Any formula terms that are not state- or parameter-specific are included on all of the transition probabilities within a given level of the hierarchy. See details.
- hierFormulaDelta
A hierarchical formula structure for the initial distribution covariates for each level of the hierarchy ('formulaDelta'). Default: NULL
(no covariate effects and fixPar$delta
is specified on the working scale).
- nbHierCovs
A hierarchical data structure Node
for the number of covariates ('nbCovs') to simulate for each level of the hierarchy (0 by default). Does not need to be specified if
covs
is specified. Simulated covariates are provided generic names (e.g., 'cov1.1' and 'cov1.2' for nbHierCovs$level1$nbCovs=2
) and can be included in hierFormula
and/or DM
.
- obsPerLevel
A hierarchical data structure Node
indicating the number of observations for each level of the hierarchy ('obs'). For each level, the 'obs' field can either be the number of observations per animal (if single value) or the bounds of the number of observations per animal (if vector of two values).

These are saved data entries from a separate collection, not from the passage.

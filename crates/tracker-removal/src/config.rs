//! Removal service configuration.
//!
//! Configuration is loaded from environment variables with defaults that
//! match production behavior.

use serde::{Deserialize, Serialize};
use thiserror::Error;
use tracker_org::Locale;

/// Environment variable naming the fallback response locale.
pub const ENV_DEFAULT_LOCALE: &str = "TRACKER_DEFAULT_LOCALE";
/// Environment variable toggling the in-transaction claim re-check.
pub const ENV_RECHECK_CLAIMS: &str = "TRACKER_RECHECK_CLAIMS";
/// Environment variable switching log output to JSON.
pub const ENV_LOG_JSON: &str = "TRACKER_LOG_JSON";

/// Configuration errors.
#[derive(Debug, Error)]
pub enum ConfigError {
    /// Invalid configuration value.
    #[error("Invalid configuration value for {key}: {message}")]
    InvalidValue {
        /// Configuration key.
        key: String,
        /// Error message.
        message: String,
    },
}

/// Organization removal configuration.
#[derive(Debug, Clone, PartialEq, Eq, Serialize, Deserialize)]
pub struct RemovalConfig {
    /// Locale used when a request carries none, or one that is unsupported.
    pub default_locale: Locale,

    /// Re-assert sole claimancy of each domain inside the transaction.
    pub recheck_claims: bool,

    /// Emit logs as JSON lines instead of human-readable text.
    pub log_json: bool,
}

impl Default for RemovalConfig {
    fn default() -> Self {
        Self {
            default_locale: Locale::En,
            recheck_claims: true,
            log_json: false,
        }
    }
}

impl RemovalConfig {
    /// Load configuration from environment variables.
    ///
    /// Unparseable values fall back to their defaults.
    ///
    /// Environment variables:
    /// - `TRACKER_DEFAULT_LOCALE`: `en` or `fr` (default: en)
    /// - `TRACKER_RECHECK_CLAIMS`: re-check domain claims in the transaction (default: true)
    /// - `TRACKER_LOG_JSON`: JSON log output (default: false)
    pub fn from_env() -> Self {
        let default = Self::default();

        Self {
            default_locale: std::env::var(ENV_DEFAULT_LOCALE)
                .ok()
                .and_then(|s| Locale::parse(&s))
                .unwrap_or(default.default_locale),
            recheck_claims: std::env::var(ENV_RECHECK_CLAIMS)
                .map(|s| s != "false" && s != "0")
                .unwrap_or(default.recheck_claims),
            log_json: std::env::var(ENV_LOG_JSON)
                .map(|s| s == "true" || s == "1")
                .unwrap_or(default.log_json),
        }
    }

    /// Load configuration from environment variables, rejecting bad values.
    pub fn try_from_env() -> Result<Self, ConfigError> {
        Self::from_lookup(|key| std::env::var(key).ok())
    }

    /// Load configuration through an arbitrary lookup, rejecting bad values.
    pub fn from_lookup<F>(lookup: F) -> Result<Self, ConfigError>
    where
        F: Fn(&str) -> Option<String>,
    {
        let default = Self::default();

        let default_locale = match lookup(ENV_DEFAULT_LOCALE) {
            Some(tag) => Locale::parse(&tag).ok_or_else(|| ConfigError::InvalidValue {
                key: ENV_DEFAULT_LOCALE.to_string(),
                message: format!("unsupported locale '{tag}'"),
            })?,
            None => default.default_locale,
        };

        let config = Self {
            default_locale,
            recheck_claims: parse_flag(&lookup, ENV_RECHECK_CLAIMS, default.recheck_claims)?,
            log_json: parse_flag(&lookup, ENV_LOG_JSON, default.log_json)?,
        };
        Ok(config)
    }

    /// Resolve a request's language tag, falling back to the default locale.
    pub fn resolve_locale(&self, tag: Option<&str>) -> Locale {
        tag.and_then(Locale::parse).unwrap_or(self.default_locale)
    }
}

fn parse_flag<F>(lookup: &F, key: &str, default: bool) -> Result<bool, ConfigError>
where
    F: Fn(&str) -> Option<String>,
{
    match lookup(key).as_deref().map(str::trim) {
        None => Ok(default),
        Some("true") | Some("1") => Ok(true),
        Some("false") | Some("0") => Ok(false),
        Some(other) => Err(ConfigError::InvalidValue {
            key: key.to_string(),
            message: format!("expected true/false, got '{other}'"),
        }),
    }
}
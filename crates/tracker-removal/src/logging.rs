//! Logging setup for hosts embedding the removal service.
//!
//! Audit lines are emitted under the `audit` target, so the default filter
//! keeps them at `info` alongside the tracker crates.

use tracing_subscriber::{
    fmt, layer::SubscriberExt, util::SubscriberInitExt, util::TryInitError, EnvFilter,
};

use crate::config::RemovalConfig;

/// Filter used when `RUST_LOG` is unset.
pub const DEFAULT_FILTER: &str = "tracker_removal=info,tracker_store=info,audit=info";

/// Install a global subscriber.
///
/// Fails if a global subscriber is already set.
pub fn init_logging(config: &RemovalConfig) -> Result<(), TryInitError> {
    let env_filter =
        EnvFilter::try_from_default_env().unwrap_or_else(|_| EnvFilter::new(DEFAULT_FILTER));

    if config.log_json {
        tracing_subscriber::registry()
            .with(env_filter)
            .with(fmt::layer().json().with_target(true))
            .try_init()
    } else {
        tracing_subscriber::registry()
            .with(env_filter)
            .with(fmt::layer().with_target(true))
            .try_init()
    }
}

#[cfg(test)]
mod tests {
    use super::*;

    // The only test in this binary that installs a global subscriber.
    #[test]
    fn test_init_logging_installs_once() {
        assert!(init_logging(&RemovalConfig::default()).is_ok());
        tracing::info!(target: "audit", "logging initialized");

        let json = RemovalConfig {
            log_json: true,
            ..RemovalConfig::default()
        };
        assert!(init_logging(&json).is_err());
    }
}
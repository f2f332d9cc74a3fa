//! Error types for caller authorization
//!
//! These errors cover failures while resolving the calling user and their
//! permission level. Denied removals are not errors: they are returned as
//! [`crate::policy::Denial`] values.

use thiserror::Error;

/// Authorization error types.
#[derive(Debug, Error)]
pub enum AuthError {
    /// No user matches the authenticated caller
    #[error("Authentication error: unknown user {0}")]
    UnknownUser(String),

    /// The caller is not authenticated
    #[error("Authentication error: please sign in")]
    Unauthenticated,

    /// The user's account has not been verified
    #[error("Verification error: user {0} has not verified their account")]
    NotVerified(String),

    /// Permission lookup failed in the backing store
    #[error("Permission lookup failed: {0}")]
    Lookup(String),
}

/// Result type for authorization operations.
pub type AuthResult<T> = Result<T, AuthError>;

impl AuthError {
    /// Check if this error should be logged at error level.
    ///
    /// Unknown or unverified callers are expected and not server errors.
    pub fn is_server_error(&self) -> bool {
        matches!(self, AuthError::Lookup(_))
    }

    /// Get HTTP status code for this error.
    pub fn status_code(&self) -> u16 {
        match self {
            AuthError::UnknownUser(_) | AuthError::Unauthenticated => 401,
            AuthError::NotVerified(_) => 403,
            AuthError::Lookup(_) => 500,
        }
    }

    /// Get error code for API responses.
    pub fn error_code(&self) -> &'static str {
        match self {
            AuthError::UnknownUser(_) => "UNKNOWN_USER",
            AuthError::Unauthenticated => "UNAUTHENTICATED",
            AuthError::NotVerified(_) => "NOT_VERIFIED",
            AuthError::Lookup(_) => "PERMISSION_LOOKUP_FAILED",
        }
    }
}

#[cfg(test)]
mod tests {
    use super::*;

    #[test]
    fn test_status_codes() {
        assert_eq!(AuthError::Unauthenticated.status_code(), 401);
        assert_eq!(AuthError::NotVerified("1".into()).status_code(), 403);
        assert_eq!(AuthError::Lookup("down".into()).status_code(), 500);
    }

    #[test]
    fn test_server_error_classification() {
        assert!(AuthError::Lookup("down".into()).is_server_error());
        assert!(!AuthError::UnknownUser("1".into()).is_server_error());
    }
}
//! Authorization provider abstraction
//!
//! The removal service never decides who the caller is. It asks an
//! [`AuthorizationProvider`] to resolve the caller into a [`User`], to
//! confirm the account is verified, and to report the caller's permission
//! level for the target organization.

use async_trait::async_trait;
use serde::{Deserialize, Serialize};
use std::collections::HashMap;
use tracker_org::membership::USERS;
use tracker_org::Permission;

use crate::error::{AuthError, AuthResult};

/// A resolved, authenticated user.
#[derive(Debug, Clone, PartialEq, Eq, Serialize, Deserialize)]
pub struct User {
    /// Store key
    pub key: String,

    /// Login name (email)
    pub user_name: String,

    /// Whether the user has validated their email address
    #[serde(default)]
    pub email_validated: bool,
}

impl User {
    /// Creates a verified user.
    pub fn new(key: impl Into<String>, user_name: impl Into<String>) -> Self {
        Self {
            key: key.into(),
            user_name: user_name.into(),
            email_validated: true,
        }
    }

    /// Set whether the email has been validated.
    pub fn email_validated(mut self, validated: bool) -> Self {
        self.email_validated = validated;
        self
    }

    /// Full document id (`users/<key>`).
    pub fn id(&self) -> String {
        format!("{}/{}", USERS, self.key)
    }
}

/// Trait for caller authorization.
#[async_trait]
pub trait AuthorizationProvider: Send + Sync {
    /// Resolve the authenticated caller into a user record.
    async fn user_required(&self, caller_key: &str) -> AuthResult<User>;

    /// Reject users whose account is not verified.
    fn verified_required(&self, user: &User) -> AuthResult<()> {
        if user.email_validated {
            Ok(())
        } else {
            Err(AuthError::NotVerified(user.key.clone()))
        }
    }

    /// Get the user's permission level for an organization.
    ///
    /// `org_id` is the organization's full document id.
    async fn check_permission(&self, user: &User, org_id: &str) -> AuthResult<Permission>;
}

/// Fixed, in-memory authorization provider.
///
/// Holds a set of users and explicit per-organization permission levels.
/// Suitable for embedding and testing.
#[derive(Debug, Clone, Default)]
pub struct StaticAuthorization {
    users: HashMap<String, User>,
    permissions: HashMap<(String, String), Permission>,
}

impl StaticAuthorization {
    /// Create an empty provider.
    pub fn new() -> Self {
        Self::default()
    }

    /// Register a user.
    pub fn with_user(mut self, user: User) -> Self {
        self.users.insert(user.key.clone(), user);
        self
    }

    /// Grant a permission level to a user for an organization id.
    pub fn grant(
        mut self,
        user_key: impl Into<String>,
        org_id: impl Into<String>,
        permission: Permission,
    ) -> Self {
        self.permissions
            .insert((user_key.into(), org_id.into()), permission);
        self
    }
}

#[async_trait]
impl AuthorizationProvider for StaticAuthorization {
    async fn user_required(&self, caller_key: &str) -> AuthResult<User> {
        if caller_key.is_empty() {
            return Err(AuthError::Unauthenticated);
        }
        self.users
            .get(caller_key)
            .cloned()
            .ok_or_else(|| AuthError::UnknownUser(caller_key.to_string()))
    }

    async fn check_permission(&self, user: &User, org_id: &str) -> AuthResult<Permission> {
        Ok(self
            .permissions
            .get(&(user.key.clone(), org_id.to_string()))
            .copied()
            .unwrap_or_default())
    }
}

#[cfg(test)]
mod tests {
    use super::*;

    fn provider() -> StaticAuthorization {
        StaticAuthorization::new()
            .with_user(User::new("1", "admin@example.gc.ca"))
            .with_user(User::new("2", "new@example.gc.ca").email_validated(false))
            .grant("1", "organizations/10", Permission::Admin)
    }

    #[tokio::test]
    async fn test_user_required() {
        let auth = provider();
        assert_eq!(auth.user_required("1").await.unwrap().key, "1");
        assert!(matches!(
            auth.user_required("9").await,
            Err(AuthError::UnknownUser(_))
        ));
        assert!(matches!(
            auth.user_required("").await,
            Err(AuthError::Unauthenticated)
        ));
    }

    #[tokio::test]
    async fn test_verified_required() {
        let auth = provider();
        let verified = auth.user_required("1").await.unwrap();
        let unverified = auth.user_required("2").await.unwrap();
        assert!(auth.verified_required(&verified).is_ok());
        assert!(matches!(
            auth.verified_required(&unverified),
            Err(AuthError::NotVerified(_))
        ));
    }

    #[tokio::test]
    async fn test_check_permission_defaults_to_none() {
        let auth = provider();
        let user = auth.user_required("1").await.unwrap();
        assert_eq!(
            auth.check_permission(&user, "organizations/10").await.unwrap(),
            Permission::Admin
        );
        assert_eq!(
            auth.check_permission(&user, "organizations/11").await.unwrap(),
            Permission::None
        );
    }
}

In the latter case,
the numbers of obervations generated per level for each animal are uniformously picked from this interval. Alternatively, obsPerLevel
can be specified as
a list of length nbAnimals
with each element providing the hierarchical data structure for the number of observations for each level of the hierarchy for each animal, where the 'obs' field can either be the number of observations (if single value) or the bounds of the number of observations (if vector of two values) for each individual.